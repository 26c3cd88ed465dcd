//! Landing page walkthrough.
//!
//! Builds a page with a call-to-action button, a signup dialog and a signup
//! form, lets `auto_init` wire them, then drives a short user session.
//!
//! Run with `RUST_LOG=debug cargo run --example landing_page` to see the
//! component lifecycle.

use std::rc::Rc;
use std::time::Duration;

use spark_components::{
    ComponentManager, Control, Dialog, Document, FieldValidator, NodeId, Point, Rect, Result,
    SubmitHook,
};

fn build_page(doc: &Document) -> Result<(NodeId, NodeId, NodeId)> {
    let body = doc.body();

    let cta = doc.append_element(body, "button")?;
    doc.set_attribute(cta, "type", "button");
    doc.set_attribute(cta, "data-component", "button");
    doc.set_attribute(cta, "data-options", r#"{"loadingText": "One moment..."}"#);
    doc.set_text_content(cta, "Get Started");
    doc.set_bounding_rect(cta, Rect::new(24.0, 320.0, 180.0, 48.0));

    let dialog = doc.append_element(body, "div")?;
    doc.add_class(dialog, "modal");
    doc.set_attribute(dialog, "data-component", "modal");
    let close = doc.append_element(dialog, "button")?;
    doc.set_attribute(close, "data-modal-close", "");
    doc.set_text_content(close, "Close");

    let form = doc.append_element(dialog, "form")?;
    doc.set_attribute(form, "data-component", "form-validator");
    for kind in ["text", "email"] {
        let group = doc.append_element(form, "div")?;
        doc.add_class(group, "form__group");
        let input = doc.append_element(group, "input")?;
        doc.set_attribute(input, "type", kind);
        doc.set_attribute(input, "name", kind);
        doc.set_attribute(input, "required", "");
        let error = doc.append_element(group, "span")?;
        doc.add_class(error, "form__error");
    }
    let submit = doc.append_element(form, "button")?;
    doc.set_text_content(submit, "Sign up");

    Ok((cta, dialog, form))
}

fn main() -> Result<()> {
    let filter = tracing_subscriber::EnvFilter::try_from_default_env()
        .unwrap_or_else(|_| tracing_subscriber::EnvFilter::new("info"));
    tracing_subscriber::fmt()
        .with_env_filter(filter)
        .with_target(false)
        .init();

    let doc = Document::new();
    let (cta, dialog_root, form) = build_page(&doc)?;

    let on_submit: SubmitHook = Rc::new(|doc: &Document, form: NodeId| {
        let fields = doc
            .select(form, "input")
            .unwrap_or_default()
            .into_iter()
            .map(|input| doc.value(input))
            .collect::<Vec<_>>();
        println!("signup accepted: {fields:?}");
    });

    let mut manager = ComponentManager::with_builtins(doc.clone());
    manager.register("form-validator", FieldValidator::constructor(on_submit));
    let report = manager.auto_init();
    println!("{report:?}");

    let control = report
        .instances
        .iter()
        .find_map(|instance| instance.downcast_ref::<Control>())
        .cloned();
    let dialog = report
        .instances
        .iter()
        .find_map(|instance| instance.downcast_ref::<Dialog>())
        .cloned();

    doc.click(cta, Point::new(100.0, 340.0));
    println!("ripples after click: {}", doc.select(cta, ".ripple")?.len());
    doc.advance(Duration::from_millis(600));
    println!("ripples after 600ms: {}", doc.select(cta, ".ripple")?.len());

    if let Some(dialog) = &dialog {
        dialog.open()?;
        println!(
            "dialog open: {}, body overflow: {:?}",
            dialog.is_open(),
            doc.style(doc.body(), "overflow")
        );
    }

    let inputs = doc.select(form, "input")?;
    let submit = doc.select(form, "button")?;
    if let Some(submit) = submit.first() {
        doc.click_center(*submit);
        for error in doc.select(form, ".form__error")? {
            println!("error: {:?}", doc.text_content(error));
        }

        if let [name, email] = inputs.as_slice() {
            doc.set_value(*name, "Ada Lovelace");
            doc.set_value(*email, "ada@example.com");
        }
        if let Some(control) = &control {
            control.set_loading(true);
        }
        doc.click_center(*submit);
        if let Some(control) = &control {
            control.set_loading(false);
            println!("cta label: {:?}", doc.text_content(cta));
        }
    }

    doc.key_down("Escape");
    println!("dialog open after Escape: {}", doc.has_class(dialog_root, "modal--open"));

    doc.unload();
    Ok(())
}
★ ★ ★ ★ ★ ★ ★
● **Exercise requirements**
Scan the entries above for the word "Escape", then copy every line in which it occurs.

● **Solution to this problem**
    doc.key_down("Escape");
    println!("dialog open after Escape: {}", doc.has_class(dialog_root, "modal--open"));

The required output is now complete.